_What the task asks_:
In the data, extract each line that holds the string "completed".

* * *

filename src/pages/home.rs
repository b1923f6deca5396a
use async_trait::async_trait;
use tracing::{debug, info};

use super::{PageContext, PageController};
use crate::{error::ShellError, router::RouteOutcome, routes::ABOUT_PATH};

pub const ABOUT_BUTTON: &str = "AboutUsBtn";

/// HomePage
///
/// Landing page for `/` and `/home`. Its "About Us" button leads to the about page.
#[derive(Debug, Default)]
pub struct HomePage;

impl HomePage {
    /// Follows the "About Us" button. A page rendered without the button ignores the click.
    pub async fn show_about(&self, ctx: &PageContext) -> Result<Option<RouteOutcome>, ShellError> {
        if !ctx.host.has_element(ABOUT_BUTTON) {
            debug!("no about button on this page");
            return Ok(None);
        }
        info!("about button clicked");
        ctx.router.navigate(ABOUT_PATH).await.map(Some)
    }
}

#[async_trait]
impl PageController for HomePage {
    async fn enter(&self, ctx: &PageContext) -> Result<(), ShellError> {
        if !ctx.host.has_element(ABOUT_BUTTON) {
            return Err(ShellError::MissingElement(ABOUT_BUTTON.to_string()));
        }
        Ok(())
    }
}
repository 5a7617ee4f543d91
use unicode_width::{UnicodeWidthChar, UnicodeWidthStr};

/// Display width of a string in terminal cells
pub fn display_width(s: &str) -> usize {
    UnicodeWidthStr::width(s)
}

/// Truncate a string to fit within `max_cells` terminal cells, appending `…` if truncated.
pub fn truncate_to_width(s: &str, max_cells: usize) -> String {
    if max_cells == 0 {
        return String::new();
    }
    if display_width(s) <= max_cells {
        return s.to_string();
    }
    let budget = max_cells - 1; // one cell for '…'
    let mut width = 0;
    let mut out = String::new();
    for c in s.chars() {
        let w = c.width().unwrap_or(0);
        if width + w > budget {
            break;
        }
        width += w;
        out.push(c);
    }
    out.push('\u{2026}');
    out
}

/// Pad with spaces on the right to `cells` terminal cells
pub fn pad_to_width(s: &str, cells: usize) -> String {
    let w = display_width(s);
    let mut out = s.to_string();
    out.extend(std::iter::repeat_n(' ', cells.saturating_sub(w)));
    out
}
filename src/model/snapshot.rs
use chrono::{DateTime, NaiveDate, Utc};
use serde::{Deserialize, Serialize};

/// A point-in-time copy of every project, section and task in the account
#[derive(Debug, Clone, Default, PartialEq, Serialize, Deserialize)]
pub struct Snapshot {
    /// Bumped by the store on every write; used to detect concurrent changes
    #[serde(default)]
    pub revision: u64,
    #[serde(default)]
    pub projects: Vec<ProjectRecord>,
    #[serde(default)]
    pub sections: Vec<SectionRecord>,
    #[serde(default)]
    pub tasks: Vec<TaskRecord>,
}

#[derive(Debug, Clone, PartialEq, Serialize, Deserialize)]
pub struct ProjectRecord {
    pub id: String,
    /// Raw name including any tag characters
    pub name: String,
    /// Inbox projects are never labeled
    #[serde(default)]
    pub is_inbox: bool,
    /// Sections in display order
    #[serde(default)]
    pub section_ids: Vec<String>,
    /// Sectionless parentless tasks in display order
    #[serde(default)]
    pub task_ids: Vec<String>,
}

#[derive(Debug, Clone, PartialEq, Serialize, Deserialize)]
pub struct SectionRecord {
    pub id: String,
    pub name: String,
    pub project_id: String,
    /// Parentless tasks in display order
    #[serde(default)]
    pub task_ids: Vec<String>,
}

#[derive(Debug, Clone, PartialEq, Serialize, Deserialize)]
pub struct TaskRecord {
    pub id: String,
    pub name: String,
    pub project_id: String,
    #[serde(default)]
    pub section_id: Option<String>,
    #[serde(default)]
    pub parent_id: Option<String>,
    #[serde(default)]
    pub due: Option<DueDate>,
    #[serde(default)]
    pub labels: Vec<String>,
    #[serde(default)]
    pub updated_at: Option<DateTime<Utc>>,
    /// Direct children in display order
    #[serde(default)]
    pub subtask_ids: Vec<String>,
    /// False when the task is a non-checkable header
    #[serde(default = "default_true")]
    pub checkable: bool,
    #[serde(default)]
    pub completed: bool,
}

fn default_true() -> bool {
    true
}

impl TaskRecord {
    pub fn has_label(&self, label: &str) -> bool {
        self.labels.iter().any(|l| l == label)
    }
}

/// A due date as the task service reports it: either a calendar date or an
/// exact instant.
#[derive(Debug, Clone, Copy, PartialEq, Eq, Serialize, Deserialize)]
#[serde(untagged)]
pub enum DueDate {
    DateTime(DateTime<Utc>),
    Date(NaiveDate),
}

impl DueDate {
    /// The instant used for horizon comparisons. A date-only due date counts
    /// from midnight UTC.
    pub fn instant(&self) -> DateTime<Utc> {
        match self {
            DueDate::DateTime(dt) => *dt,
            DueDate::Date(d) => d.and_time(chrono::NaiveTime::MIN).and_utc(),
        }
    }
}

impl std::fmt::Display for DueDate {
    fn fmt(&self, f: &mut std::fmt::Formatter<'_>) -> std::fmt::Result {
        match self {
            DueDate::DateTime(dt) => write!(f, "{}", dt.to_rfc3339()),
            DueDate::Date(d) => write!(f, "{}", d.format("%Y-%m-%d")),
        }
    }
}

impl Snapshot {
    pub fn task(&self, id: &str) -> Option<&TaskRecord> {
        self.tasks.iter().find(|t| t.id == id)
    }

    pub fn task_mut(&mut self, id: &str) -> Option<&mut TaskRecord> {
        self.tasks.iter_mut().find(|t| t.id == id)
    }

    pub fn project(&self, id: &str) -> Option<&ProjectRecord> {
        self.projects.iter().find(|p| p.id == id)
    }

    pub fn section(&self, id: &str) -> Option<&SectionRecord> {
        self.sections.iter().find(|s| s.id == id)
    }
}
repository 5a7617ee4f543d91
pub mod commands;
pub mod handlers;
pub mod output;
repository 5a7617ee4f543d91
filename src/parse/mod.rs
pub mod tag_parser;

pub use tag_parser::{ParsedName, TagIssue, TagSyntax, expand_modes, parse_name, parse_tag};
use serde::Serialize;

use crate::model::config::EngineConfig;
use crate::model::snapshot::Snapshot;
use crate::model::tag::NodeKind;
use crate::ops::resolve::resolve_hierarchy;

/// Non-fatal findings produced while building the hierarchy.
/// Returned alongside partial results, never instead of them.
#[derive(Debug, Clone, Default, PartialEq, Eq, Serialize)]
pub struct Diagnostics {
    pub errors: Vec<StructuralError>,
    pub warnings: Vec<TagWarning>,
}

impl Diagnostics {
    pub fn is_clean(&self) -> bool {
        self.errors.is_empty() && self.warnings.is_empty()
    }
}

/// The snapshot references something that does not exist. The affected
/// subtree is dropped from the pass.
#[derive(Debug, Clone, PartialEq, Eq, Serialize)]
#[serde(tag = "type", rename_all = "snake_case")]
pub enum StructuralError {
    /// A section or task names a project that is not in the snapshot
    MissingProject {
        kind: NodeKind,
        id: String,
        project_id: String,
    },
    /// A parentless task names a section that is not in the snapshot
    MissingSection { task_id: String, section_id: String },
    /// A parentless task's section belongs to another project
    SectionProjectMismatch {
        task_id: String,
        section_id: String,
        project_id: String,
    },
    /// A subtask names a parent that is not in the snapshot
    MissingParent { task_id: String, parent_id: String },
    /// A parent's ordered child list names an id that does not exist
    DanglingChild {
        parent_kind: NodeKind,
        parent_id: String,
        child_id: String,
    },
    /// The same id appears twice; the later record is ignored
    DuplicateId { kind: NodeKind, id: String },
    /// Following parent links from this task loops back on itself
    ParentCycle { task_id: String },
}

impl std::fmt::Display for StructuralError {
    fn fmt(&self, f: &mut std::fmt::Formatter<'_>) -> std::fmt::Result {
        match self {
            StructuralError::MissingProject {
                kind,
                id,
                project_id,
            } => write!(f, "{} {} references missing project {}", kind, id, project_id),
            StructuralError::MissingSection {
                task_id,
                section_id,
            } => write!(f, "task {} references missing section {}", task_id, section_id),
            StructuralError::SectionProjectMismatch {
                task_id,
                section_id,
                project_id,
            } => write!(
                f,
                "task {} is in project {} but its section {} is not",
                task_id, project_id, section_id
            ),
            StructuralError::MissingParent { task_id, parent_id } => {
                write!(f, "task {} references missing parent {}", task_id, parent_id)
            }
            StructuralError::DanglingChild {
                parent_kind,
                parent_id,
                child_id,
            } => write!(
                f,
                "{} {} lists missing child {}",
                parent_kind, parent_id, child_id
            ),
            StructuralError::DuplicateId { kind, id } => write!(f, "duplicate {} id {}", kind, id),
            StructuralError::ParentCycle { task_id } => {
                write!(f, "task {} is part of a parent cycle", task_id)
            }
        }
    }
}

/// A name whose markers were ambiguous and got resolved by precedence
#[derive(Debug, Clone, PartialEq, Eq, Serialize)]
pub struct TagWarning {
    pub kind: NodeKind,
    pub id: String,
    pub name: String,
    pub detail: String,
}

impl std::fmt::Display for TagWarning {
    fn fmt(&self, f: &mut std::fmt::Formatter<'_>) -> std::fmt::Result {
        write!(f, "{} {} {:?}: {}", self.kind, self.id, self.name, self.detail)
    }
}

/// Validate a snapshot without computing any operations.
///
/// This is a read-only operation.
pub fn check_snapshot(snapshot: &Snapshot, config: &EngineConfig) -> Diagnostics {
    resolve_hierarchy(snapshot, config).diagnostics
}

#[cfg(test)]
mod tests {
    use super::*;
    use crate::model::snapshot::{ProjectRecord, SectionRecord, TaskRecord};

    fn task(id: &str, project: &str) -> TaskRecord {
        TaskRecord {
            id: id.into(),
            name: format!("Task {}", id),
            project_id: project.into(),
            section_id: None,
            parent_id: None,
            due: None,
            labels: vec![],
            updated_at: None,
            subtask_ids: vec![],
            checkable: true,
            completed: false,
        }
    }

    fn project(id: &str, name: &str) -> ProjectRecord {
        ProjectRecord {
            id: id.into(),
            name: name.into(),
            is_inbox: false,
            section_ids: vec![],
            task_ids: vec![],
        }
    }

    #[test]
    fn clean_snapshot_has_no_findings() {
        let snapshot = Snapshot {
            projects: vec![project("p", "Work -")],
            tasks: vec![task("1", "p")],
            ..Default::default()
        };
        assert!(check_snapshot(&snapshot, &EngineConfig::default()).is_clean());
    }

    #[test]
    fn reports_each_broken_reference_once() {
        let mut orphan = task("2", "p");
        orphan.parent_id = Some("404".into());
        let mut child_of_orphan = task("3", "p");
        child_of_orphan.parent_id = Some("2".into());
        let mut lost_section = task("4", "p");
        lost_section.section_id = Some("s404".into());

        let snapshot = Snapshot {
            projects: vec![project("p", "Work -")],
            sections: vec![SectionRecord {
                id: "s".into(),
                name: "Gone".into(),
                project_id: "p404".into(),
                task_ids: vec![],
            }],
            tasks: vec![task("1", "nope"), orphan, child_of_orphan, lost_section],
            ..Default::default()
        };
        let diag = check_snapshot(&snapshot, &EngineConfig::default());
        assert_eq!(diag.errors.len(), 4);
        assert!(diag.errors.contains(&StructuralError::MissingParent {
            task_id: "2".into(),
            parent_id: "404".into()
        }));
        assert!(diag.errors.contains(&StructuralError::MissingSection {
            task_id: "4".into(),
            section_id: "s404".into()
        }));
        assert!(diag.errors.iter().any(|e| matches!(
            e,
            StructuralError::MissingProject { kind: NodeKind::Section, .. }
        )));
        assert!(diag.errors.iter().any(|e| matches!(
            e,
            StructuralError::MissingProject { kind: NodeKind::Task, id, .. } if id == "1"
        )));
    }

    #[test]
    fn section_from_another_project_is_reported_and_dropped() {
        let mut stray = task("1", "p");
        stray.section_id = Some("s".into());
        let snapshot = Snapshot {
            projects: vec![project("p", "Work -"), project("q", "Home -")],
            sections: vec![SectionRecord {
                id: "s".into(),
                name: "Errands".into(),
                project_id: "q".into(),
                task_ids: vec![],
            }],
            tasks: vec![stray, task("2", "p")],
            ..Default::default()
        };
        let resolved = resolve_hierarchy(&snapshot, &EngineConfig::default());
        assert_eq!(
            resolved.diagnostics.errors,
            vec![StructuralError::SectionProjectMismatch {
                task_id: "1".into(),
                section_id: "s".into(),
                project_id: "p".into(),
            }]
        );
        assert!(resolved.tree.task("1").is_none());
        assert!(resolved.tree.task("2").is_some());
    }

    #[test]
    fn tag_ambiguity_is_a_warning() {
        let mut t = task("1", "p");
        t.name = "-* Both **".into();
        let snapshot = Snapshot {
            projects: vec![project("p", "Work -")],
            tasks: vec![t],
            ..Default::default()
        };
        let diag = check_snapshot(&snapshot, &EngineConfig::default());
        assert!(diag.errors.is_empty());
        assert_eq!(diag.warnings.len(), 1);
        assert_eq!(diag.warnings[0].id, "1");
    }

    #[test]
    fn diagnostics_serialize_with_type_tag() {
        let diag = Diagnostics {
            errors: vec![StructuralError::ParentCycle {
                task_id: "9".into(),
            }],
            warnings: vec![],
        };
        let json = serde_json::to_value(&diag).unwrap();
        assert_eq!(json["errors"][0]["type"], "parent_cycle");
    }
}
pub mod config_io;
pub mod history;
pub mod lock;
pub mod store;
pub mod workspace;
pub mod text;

* * *

_Solution to this task_:
    pub completed: bool,
            completed: false,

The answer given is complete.